Re: crash-safe visibility map, take five

From: Robert Haas <robertmhaas(at)gmail(dot)com>
To: Merlin Moncure <mmoncure(at)gmail(dot)com>
Cc: pgsql-hackers(at)postgresql(dot)org
Subject: Re: crash-safe visibility map, take five
Date: 2011-05-10 12:48:32
Message-ID: BANLkTi=b7jVmq6fA_EXLCYgzuyV1u9at4A@mail.gmail.com
Views: Raw Message | Whole Thread | Download mbox | Resend email
Thread:
Lists: pgsql-hackers

On Mon, May 9, 2011 at 10:25 PM, Merlin Moncure <mmoncure(at)gmail(dot)com> wrote:
> On Fri, May 6, 2011 at 5:47 PM, Robert Haas <robertmhaas(at)gmail(dot)com> wrote:
>> On Wed, Mar 30, 2011 at 8:52 AM, Heikki Linnakangas
>> <heikki(dot)linnakangas(at)enterprisedb(dot)com> wrote:
>>>> Another question:
>>>> To address the problem in
>>>> http://archives.postgresql.org/pgsql-hackers/2010-02/msg02097.php
>>>> , should we just clear the vm before the log of insert/update/delete?
>>>> This may reduce the performance, is there another solution?
>>>
>>> Yeah, that's a straightforward way to fix it. I don't think the performance
>>> hit will be too bad. But we need to be careful not to hold locks while doing
>>> I/O, which might require some rearrangement of the code. We might want to do
>>> a similar dance that we do in vacuum, and call visibilitymap_pin first, then
>>> lock and update the heap page, and then set the VM bit while holding the
>>> lock on the heap page.
>>
>> Here's an attempt at implementing the necessary gymnastics.
>
> Is there a quick synopsis of why you have to do (sometimes) the
> pin->lock->unlock->pin->lock mechanic? How come you only can fail to
> get the pin at most once?

I thought I'd explained it fairly thoroughly in the comments, but
evidently not. Suggestions for improvement are welcome.
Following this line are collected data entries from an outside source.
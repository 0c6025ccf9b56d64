//! Chain state management
//!
//! Drives a single selected-parent chain on top of the consensus stores.
//! Every new block merges exactly the current tip: its GHOSTDAG data,
//! DAA data and acceptance data are staged under [`VIRTUAL_HASH`] while
//! the block is built and mined, then re-keyed to the real block hash and
//! committed once the block validates.

use num_traits::ToPrimitive;
use std::sync::Arc;
use thiserror::Error;
use tracing::{debug, info};

use super::stores::*;
use crate::consensus::{
    calc_work, validate_block, AcceptanceData, Block, BlockAcceptanceData, CoinbaseManager, GhostdagData, Params,
    Transaction, TransactionAcceptanceData, ValidationError,
};
use crate::crypto::{Hash, HASH_SIZE};
use crate::node::genesis_block;
use crate::pow::PowContext;

/// Key of the block being built on top of the tip
pub const VIRTUAL_HASH: Hash = Hash::from_bytes([0xff; HASH_SIZE]);

#[derive(Debug, Error)]
pub enum ChainError {
    #[error(transparent)]
    Store(#[from] StoreError),

    #[error("block rejected: {0}")]
    Validation(#[from] ValidationError),

    #[error("block {block} does not extend the tip {tip}")]
    NotOnTip { block: Hash, tip: Hash },

    #[error("block {block} has bits {got:#010x}, expected {expected:#010x}")]
    UnexpectedBits { block: Hash, expected: u32, got: u32 },
}

pub type ChainResult<T> = Result<T, ChainError>;

/// Consensus data of the next block, staged under [`VIRTUAL_HASH`]
#[derive(Debug, Clone)]
pub struct VirtualBlock {
    pub staging: StagingArea,
    pub parent: Hash,
    pub bits: u32,
    pub daa_score: u64,
    pub ghostdag_data: GhostdagData,
    /// Transactions the next block accepts: those of the tip
    pub accepted: Vec<Transaction>,
}

/// Current state of the local chain
pub struct ChainState<S> {
    params: Params,
    stores: Arc<S>,
    coinbase_manager: CoinbaseManager,
    tip: Hash,
    tip_ghostdag_data: GhostdagData,
    tip_daa_score: u64,
}

impl<S: ConsensusStores + TipStore + 'static> ChainState<S> {
    /// Resume from the stored tip, or commit genesis into empty stores
    pub fn open(params: Params, stores: Arc<S>) -> ChainResult<Self> {
        let tip = match stores.tip()? {
            Some(tip) => {
                info!(tip = %tip, "resuming chain from stored tip");
                tip
            }
            None => commit_genesis(&params, stores.as_ref())?,
        };

        let committed = StagingArea::new();
        let tip_ghostdag_data = stores.ghostdag_data(&committed, &tip, false)?;
        let tip_daa_score = stores.daa_score(&committed, &tip)?;
        let coinbase_manager = CoinbaseManager::from_stores(&params, stores.clone());

        Ok(Self {
            params,
            stores,
            coinbase_manager,
            tip,
            tip_ghostdag_data,
            tip_daa_score,
        })
    }

    pub fn params(&self) -> &Params {
        &self.params
    }

    pub fn stores(&self) -> &Arc<S> {
        &self.stores
    }

    pub fn coinbase_manager(&self) -> &CoinbaseManager {
        &self.coinbase_manager
    }

    pub fn tip(&self) -> Hash {
        self.tip
    }

    pub fn tip_blue_score(&self) -> u64 {
        self.tip_ghostdag_data.blue_score
    }

    pub fn tip_daa_score(&self) -> u64 {
        self.tip_daa_score
    }

    /// Stage the consensus data of a block merging the tip
    pub fn stage_virtual(&self) -> ChainResult<VirtualBlock> {
        let tip_block = self.stores.block(&StagingArea::new(), &self.tip)?;
        let bits = self.params.genesis_bits;

        let work = calc_work(bits).to_u128().unwrap_or(u128::MAX);
        let ghostdag_data = GhostdagData::new(
            self.tip_ghostdag_data.blue_score + 1,
            self.tip_ghostdag_data.blue_work.saturating_add(work),
            self.tip,
            vec![self.tip],
            Vec::new(),
        );
        let daa_score = self.tip_daa_score + 1;

        let accepted = tip_block.transactions;
        let acceptance: AcceptanceData = vec![BlockAcceptanceData {
            block_hash: self.tip,
            transaction_acceptance_data: accepted
                .iter()
                .cloned()
                .map(|transaction| TransactionAcceptanceData {
                    transaction,
                    fee: 0,
                    is_accepted: true,
                })
                .collect(),
        }];

        let mut staging = StagingArea::new();
        staging.stage_ghostdag_data(VIRTUAL_HASH, ghostdag_data.clone(), false);
        staging.stage_daa_data(VIRTUAL_HASH, daa_score, vec![self.tip]);
        staging.stage_acceptance_data(VIRTUAL_HASH, acceptance);

        Ok(VirtualBlock {
            staging,
            parent: self.tip,
            bits,
            daa_score,
            ghostdag_data,
            accepted,
        })
    }

    /// Validate a block built from `virtual_block` and make it the new tip
    pub fn accept_block(
        &mut self,
        block: Block,
        mut virtual_block: VirtualBlock,
        context: &Arc<PowContext>,
    ) -> ChainResult<Hash> {
        let hash = block.hash();
        if virtual_block.parent != self.tip || block.header.direct_parents() != [self.tip].as_slice() {
            return Err(ChainError::NotOnTip { block: hash, tip: self.tip });
        }
        if block.header.bits != virtual_block.bits {
            return Err(ChainError::UnexpectedBits {
                block: hash,
                expected: virtual_block.bits,
                got: block.header.bits,
            });
        }

        virtual_block.staging.rekey(&VIRTUAL_HASH, hash);
        validate_block(
            &block,
            &self.params,
            context,
            &self.coinbase_manager,
            &virtual_block.staging,
            &virtual_block.accepted,
        )?;

        virtual_block.staging.stage_block(block);
        virtual_block.staging.commit(self.stores.as_ref())?;
        self.stores.set_tip(&hash)?;

        self.tip = hash;
        self.tip_ghostdag_data = virtual_block.ghostdag_data;
        self.tip_daa_score = virtual_block.daa_score;
        debug!(block = %hash, blue_score = self.tip_blue_score(), "new tip");
        Ok(hash)
    }

    /// Get statistics about the chain state
    pub fn get_stats(&self) -> ChainStats {
        ChainStats {
            tip_hash: self.tip,
            blue_score: self.tip_ghostdag_data.blue_score,
            daa_score: self.tip_daa_score,
            blue_work: self.tip_ghostdag_data.blue_work,
        }
    }
}

fn commit_genesis<S: ConsensusStores + TipStore>(params: &Params, stores: &S) -> ChainResult<Hash> {
    let genesis = genesis_block(params.network);
    let hash = genesis.hash();

    let mut staging = StagingArea::new();
    staging.stage_ghostdag_data(hash, GhostdagData::new(0, 0, Hash::zero(), Vec::new(), Vec::new()), false);
    staging.stage_daa_data(hash, 0, Vec::new());
    staging.stage_acceptance_data(hash, Vec::new());
    staging.stage_block(genesis);
    staging.commit(stores)?;
    stores.set_tip(&hash)?;

    info!(genesis = %hash, network = %params.network, "genesis committed");
    Ok(hash)
}

/// Statistics about the chain state
#[derive(Debug, Clone, PartialEq, Eq)]
pub struct ChainStats {
    pub tip_hash: Hash,
    pub blue_score: u64,
    pub daa_score: u64,
    pub blue_work: u128,
}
Here goes in more detail: Every time we insert, update, or delete a
tuple in a particular heap page, we must check whether the page is
marked all-visible. If it is, then we need to clear the page-level
bit marking it as all-visible, and also the corresponding page in the
visibility map. On the other hand, if the page isn't marked
all-visible, then we needn't touch the visibility map at all. So,
there are either one or two buffers involved: the buffer containing
the heap page ("buffer") and possibly also a buffer containing the
visibility map page in which the bit for the heap page is to be found
("vmbuffer"). Before taking an exclusive content-lock on the heap
buffer, we check whether the page appears to be all-visible. If it
does, then we pin the visibility map page and then lock the buffer.
If not, we just lock the buffer. However, since we weren't holding
any lock, it's possible that between the time when we checked the
visibility map bit and the time when we obtained the exclusive
buffer-lock, the visibility map bit might have changed from clear to
set (because someone is concurrently running VACUUM on the table; or
on platforms with weak memory-ordering, someone was running VACUUM
"almost" concurrently). If that happens, we give up our buffer lock,
go pin the visibility map page, and reacquire the buffer lock.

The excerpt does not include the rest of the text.